As if nothing happened…

I’m straddling Thomson, searching his pockets. I find his passcard, his keys and his sidearm. I take them all and start for the door, then stop. The alert will send the base into lockdown, soldiers will be mustering at every exit. An armed response team will be on their way down here. They’ll notice the issue with the camera feed and work out my actions were premeditated. As soon as I leave the room, I’ll be under surveillance. I’ll have to fight to get out, injuring others like Thomson, murdering people, maybe.

I can’t do this.

I turn around and walk back into the holding area. Amanda – Subject 16, whatever her name is, watches me approach.  “Don’t…” she says.

“I’m sorry,” I reply. “I have no choice. I can’t let you live like this.”

I raise the gun. The first shot cracks a pane of the glass. I rush forward and tear at it, ripping out slivers with my bloodied fingers, making a hole.

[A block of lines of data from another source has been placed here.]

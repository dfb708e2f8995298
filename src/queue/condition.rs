//! Condition queues attached to an exclusive synchronizer.
//!
//! A waiter enters the condition queue, fully releases the synchronizer
//! (saving the state word), parks until it is signalled, interrupted or timed
//! out, then re-acquires with the saved state before returning. Whatever woke
//! it, the waiter always holds the synchronizer again when `wait*` returns.
//!
//! Signal and self-transfer (after a timeout or interrupt) both move the node
//! under the queue lock, so exactly one of them wins. A signal that lands on a
//! waiter which already gave up therefore never disappears: it is taken by
//! the next waiter in the condition queue instead.

use std::fmt;
use std::sync::Arc;
use std::time::{Duration, Instant};

use crate::error::{Result, SyncError};
use crate::queue::node::{Mode, NodeId};
use crate::queue::synchronizer::{Acquisition, Hooks, QueuedSynchronizer, StateOf, WaitPolicy};
use crate::util::ArenaIndex;
use crate::waiter::Waiter;

/// How a wait must report an interrupt once the synchronizer is re-acquired.
#[derive(Debug, Clone, Copy, PartialEq, Eq)]
enum InterruptMode {
    None,
    /// Interrupted before any signal: fail with [`SyncError::Interrupted`].
    Throw,
    /// Interrupted after a signal (or uninterruptibly): re-assert the flag.
    Reinterrupt,
}

/// Why a wait loop stopped parking.
#[derive(Debug, Clone, Copy, PartialEq, Eq)]
enum Wakeup {
    Transferred,
    TimedOut,
}

/// A condition bound to one [`QueuedSynchronizer`].
///
/// Every operation requires the calling thread to hold the synchronizer
/// exclusively, as reported by [`Hooks::is_held_exclusively`].
pub struct ConditionObject<H: Hooks> {
    sync: Arc<QueuedSynchronizer<H>>,
    id: ArenaIndex,
}

impl<H: Hooks> ConditionObject<H> {
    pub(crate) fn new(sync: Arc<QueuedSynchronizer<H>>, id: ArenaIndex) -> Self {
        Self { sync, id }
    }

    pub(crate) fn id(&self) -> ArenaIndex {
        self.id
    }

    /// Returns the synchronizer this condition belongs to.
    #[must_use]
    pub fn synchronizer(&self) -> &Arc<QueuedSynchronizer<H>> {
        &self.sync
    }

    /// Waits until signalled or interrupted.
    ///
    /// # Errors
    ///
    /// [`SyncError::IllegalMonitorState`] if the caller does not hold the
    /// synchronizer, [`SyncError::Interrupted`] if interrupted before being
    /// signalled. In the interrupted case the synchronizer has been
    /// re-acquired before the error is returned.
    pub fn wait(&self) -> Result<()> {
        self.wait_inner(true, None).map(drop)
    }

    /// Waits until signalled. Interrupts are recorded and re-asserted on
    /// return rather than ending the wait.
    pub fn wait_uninterruptibly(&self) -> Result<()> {
        self.wait_inner(false, None).map(drop)
    }

    /// Waits until signalled, interrupted or `timeout` elapses.
    ///
    /// Returns `None` on timeout, otherwise the unused portion of `timeout`
    /// (which may be zero if the signal arrived just before the deadline).
    pub fn wait_timeout(&self, timeout: Duration) -> Result<Option<Duration>> {
        let Some(deadline) = Instant::now().checked_add(timeout) else {
            return self.wait().map(|()| Some(timeout));
        };
        let signalled = self.wait_inner(true, Some(deadline))?;
        Ok(signalled.then(|| deadline.saturating_duration_since(Instant::now())))
    }

    /// Waits until signalled, interrupted or `deadline` passes.
    ///
    /// Returns false if the deadline passed first.
    pub fn wait_until(&self, deadline: Instant) -> Result<bool> {
        self.wait_inner(true, Some(deadline))
    }

    /// Like [`wait_until`](Self::wait_until) with a relative timeout.
    pub fn wait_for(&self, timeout: Duration) -> Result<bool> {
        self.wait_timeout(timeout).map(|left| left.is_some())
    }

    /// Moves the longest waiter, if any, to the synchronizer's queue.
    pub fn signal(&self) -> Result<()> {
        self.sync.require_exclusive("signal")?;
        self.sync.queue.lock().transfer_for_signal(self.id);
        Ok(())
    }

    /// Moves every waiter to the synchronizer's queue, in wait order.
    pub fn signal_all(&self) -> Result<()> {
        self.sync.require_exclusive("signal_all")?;
        let mut queue = self.sync.queue.lock();
        let mut moved = 0usize;
        while queue.transfer_for_signal(self.id) {
            moved += 1;
        }
        drop(queue);
        tracing::trace!(moved, "signal_all");
        Ok(())
    }

    /// Returns true if any thread is waiting on this condition.
    pub fn has_waiters(&self) -> Result<bool> {
        self.sync.has_waiters(self)
    }

    /// Returns an estimate of the number of waiting threads.
    pub fn wait_queue_length(&self) -> Result<usize> {
        self.sync.wait_queue_length(self)
    }

    /// Returns the waiting threads, longest waiter first.
    pub fn waiting_threads(&self) -> Result<Vec<Waiter>> {
        self.sync.waiting_threads(self)
    }

    fn wait_inner(&self, interruptible: bool, deadline: Option<Instant>) -> Result<bool> {
        let waiter = Waiter::current();
        if interruptible && waiter.take_interrupt() {
            return Err(SyncError::Interrupted);
        }
        let (node, saved) = self.enter(&waiter)?;

        let mut interrupt = InterruptMode::None;
        let mut wakeup = Wakeup::Transferred;
        while !self.sync.queue.lock().is_on_sync_queue(node) {
            if let Some(deadline) = deadline {
                let now = Instant::now();
                if now >= deadline {
                    if self
                        .sync
                        .queue
                        .lock()
                        .transfer_after_cancelled_wait(self.id, node)
                    {
                        wakeup = Wakeup::TimedOut;
                    }
                    break;
                }
                if deadline - now > self.sync.config().timeout_spin_threshold {
                    waiter.park_until(deadline);
                } else {
                    std::hint::spin_loop();
                }
            } else {
                waiter.park();
            }

            if waiter.take_interrupt() {
                if !interruptible {
                    interrupt = InterruptMode::Reinterrupt;
                    continue;
                }
                interrupt = if self
                    .sync
                    .queue
                    .lock()
                    .transfer_after_cancelled_wait(self.id, node)
                {
                    InterruptMode::Throw
                } else {
                    InterruptMode::Reinterrupt
                };
                break;
            }
        }

        let outcome = self.sync.acquire_queued(
            node,
            &waiter,
            Mode::Exclusive,
            saved,
            WaitPolicy::UNINTERRUPTIBLE,
        )?;
        if outcome == (Acquisition::Acquired { interrupted: true })
            && interrupt != InterruptMode::Throw
        {
            interrupt = InterruptMode::Reinterrupt;
        }
        tracing::trace!(node = ?node, ?wakeup, ?interrupt, "condition wait finished");

        match interrupt {
            InterruptMode::Throw => Err(SyncError::Interrupted),
            InterruptMode::Reinterrupt => {
                waiter.restore_interrupt();
                Ok(wakeup == Wakeup::Transferred)
            }
            InterruptMode::None => Ok(wakeup == Wakeup::Transferred),
        }
    }

    /// Joins the condition queue and fully releases the synchronizer.
    fn enter(&self, waiter: &Waiter) -> Result<(NodeId, StateOf<H>)> {
        self.sync.require_exclusive("wait")?;
        let node = self
            .sync
            .queue
            .lock()
            .add_condition_waiter(self.id, waiter.clone());
        let saved = self.sync.state();
        let released = match self.sync.release(saved) {
            Ok(true) => Ok(()),
            Ok(false) => Err(SyncError::IllegalMonitorState(
                "wait could not fully release",
            )),
            Err(err) => Err(err),
        };
        if let Err(err) = released {
            self.sync
                .queue
                .lock()
                .remove_condition_waiter(self.id, node);
            return Err(err);
        }
        Ok((node, saved))
    }
}

impl<H: Hooks> Drop for ConditionObject<H> {
    fn drop(&mut self) {
        self.sync.queue.lock().conditions.remove(self.id);
    }
}

impl<H: Hooks> fmt::Debug for ConditionObject<H> {
    fn fmt(&self, f: &mut fmt::Formatter<'_>) -> fmt::Result {
        f.debug_struct("ConditionObject")
            .field("id", &self.id)
            .finish_non_exhaustive()
    }
}
impl QueueState {
    fn new() -> Self {
        Self {
            nodes: Arena::new(),
            sync_queue: NodeList::new(),
            head_status: WaitStatus::Initial,
            conditions: Arena::new(),
            contended: false,
        }
    }

    fn enqueue(&mut self, waiter: Waiter, mode: Mode) -> NodeId {
        let id = self
            .nodes
            .insert(Node::new(waiter, mode, WaitStatus::Initial));
        self.sync_queue.push_back(&mut self.nodes, id);
        self.contended = true;
        id
    }

    pub(crate) fn is_first(&self, id: NodeId) -> bool {
        self.sync_queue.front() == Some(id)
    }

    /// Status slot of the node's predecessor: the previous queued node, or the
    /// released head when `id` is first.
    fn pred_status_mut(&mut self, id: NodeId) -> &mut WaitStatus {
        match self.nodes[id].prev() {
            Some(prev) => &mut self.nodes[prev].status,
            None => &mut self.head_status,
        }
    }

    /// Asks the predecessor to unpark `id`. Returns true if the request was
    /// already in place and the thread may park; false if it was just made,
    /// in which case the caller must retry its acquire once before parking.
    fn signal_predecessor(&mut self, id: NodeId) -> bool {
        let status = self.pred_status_mut(id);
        if *status == WaitStatus::Signal {
            true
        } else {
            *status = WaitStatus::Signal;
            false
        }
    }

    fn front_waiter(&self) -> Option<Waiter> {
        self.sync_queue
            .front()
            .map(|first| self.nodes[first].waiter.clone())
    }

    /// Exclusive release: consume the head's wakeup request, if any.
    fn take_successor(&mut self) -> Option<Waiter> {
        if self.head_status.wants_wakeup() {
            self.head_status = WaitStatus::Initial;
            self.front_waiter()
        } else {
            None
        }
    }

    /// Shared release: wake the first waiter, or record that the release
    /// must propagate to whoever queues next.
    fn release_shared_locked(&mut self) -> Option<Waiter> {
        match self.head_status {
            WaitStatus::Signal => {
                self.head_status = WaitStatus::Initial;
                self.front_waiter()
            }
            WaitStatus::Initial => {
                self.head_status = WaitStatus::Propagate;
                None
            }
            _ => None,
        }
    }

    /// Dequeues the first node after its acquire succeeded, making it the new
    /// released head. Returns a shared waiter to wake when propagating.
    fn set_head<V: StateValue>(&mut self, id: NodeId, propagate: Option<V>) -> Option<Waiter> {
        debug_assert!(self.is_first(id));
        let prior = self.head_status;
        self.sync_queue.unlink(&mut self.nodes, id);
        let node = self.nodes.remove(id)?;
        self.head_status = node.status;

        let propagate = propagate?;
        let next_is_shared = self
            .sync_queue
            .front()
            .is_none_or(|next| self.nodes[next].mode == Mode::Shared);
        let wants = propagate.is_positive()
            || prior.wants_wakeup()
            || self.head_status.wants_wakeup();
        if wants && next_is_shared {
            self.release_shared_locked()
        } else {
            None
        }
    }

    /// Removes an abandoned node from the main queue, handing its wakeup
    /// duties to its neighbours. Returns a waiter that must be unparked.
    fn cancel(&mut self, id: NodeId) -> Option<Waiter> {
        let was_first = self.is_first(id);
        let prev = self.nodes[id].prev();
        let status = self.nodes[id].status;
        self.nodes[id].status = WaitStatus::Cancelled;
        self.sync_queue.unlink(&mut self.nodes, id);
        self.nodes.remove(id);

        if was_first {
            // The cancelled node may have swallowed an unpark meant for the
            // first waiter; the new first waiter re-checks for itself.
            return self.front_waiter();
        }
        if status == WaitStatus::Signal {
            if let Some(prev) = prev {
                self.nodes[prev].status = WaitStatus::Signal;
            }
        }
        None
    }

    pub(crate) fn new_condition(&mut self) -> ArenaIndex {
        self.conditions.insert(NodeList::new())
    }

    pub(crate) fn add_condition_waiter(&mut self, condition: ArenaIndex, waiter: Waiter) -> NodeId {
        let id = self
            .nodes
            .insert(Node::new(waiter, Mode::Exclusive, WaitStatus::Condition));
        self.conditions[condition].push_back(&mut self.nodes, id);
        id
    }

    /// Drops a condition waiter that never got to block.
    pub(crate) fn remove_condition_waiter(&mut self, condition: ArenaIndex, id: NodeId) {
        self.nodes[id].status = WaitStatus::Cancelled;
        self.conditions[condition].unlink(&mut self.nodes, id);
        self.nodes.remove(id);
    }

    pub(crate) fn is_on_sync_queue(&self, id: NodeId) -> bool {
        self.nodes[id].status != WaitStatus::Condition
    }

    fn move_to_sync_queue(&mut self, condition: ArenaIndex, id: NodeId) {
        self.conditions[condition].unlink(&mut self.nodes, id);
        self.nodes[id].status = WaitStatus::Initial;
        self.sync_queue.push_back(&mut self.nodes, id);
        self.contended = true;
    }

    /// Moves the longest-waiting node of `condition` to the main queue.
    /// Returns false if the condition had no waiters.
    pub(crate) fn transfer_for_signal(&mut self, condition: ArenaIndex) -> bool {
        let Some(id) = self.conditions[condition].front() else {
            return false;
        };
        self.move_to_sync_queue(condition, id);
        // The waiter is still parked in its condition loop; make sure the
        // release chain will unpark it once it reaches the front.
        *self.pred_status_mut(id) = WaitStatus::Signal;
        tracing::trace!(node = ?id, "condition waiter transferred by signal");
        true
    }

    /// Transfers a waiter that stopped waiting on its own (timeout or
    /// interrupt). Returns true if the waiter beat any signal to it, false if
    /// a signal had already moved it.
    pub(crate) fn transfer_after_cancelled_wait(&mut self, condition: ArenaIndex, id: NodeId) -> bool {
        if self.nodes[id].status != WaitStatus::Condition {
            return false;
        }
        self.move_to_sync_queue(condition, id);
        tracing::trace!(node = ?id, "condition waiter transferred itself");
        true
    }

    fn waiters_where(&self, mut keep: impl FnMut(&Node) -> bool) -> Vec<Waiter> {
        self.sync_queue
            .iter(&self.nodes)
            .filter(|(_, node)| keep(node))
            .map(|(_, node)| node.waiter.clone())
            .collect()
    }

    pub(crate) fn condition_waiters(&self, condition: ArenaIndex) -> Vec<Waiter> {
        self.conditions[condition]
            .iter(&self.nodes)
            .map(|(_, node)| node.waiter.clone())
            .collect()
    }
}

I take aim at Amanda. Her gaze doesn’t waver. Inside, I know she’s screaming. She’s been screaming all along to be released – to be free. I’ll remember her like that in my mind, for as long as live.

The alien part of her is screaming too, trying to contact its people. We can’t have that...

The gun roars and Subject 16 drops –  her head an exploded mess on the wall. Whatever she was; alien, human, or both, it’s over. Now, she can find a little peace in the dark.

There’s shouting nearby. Voices behind me. I drop the pistol and sink to my knees, placing my hands behind my head.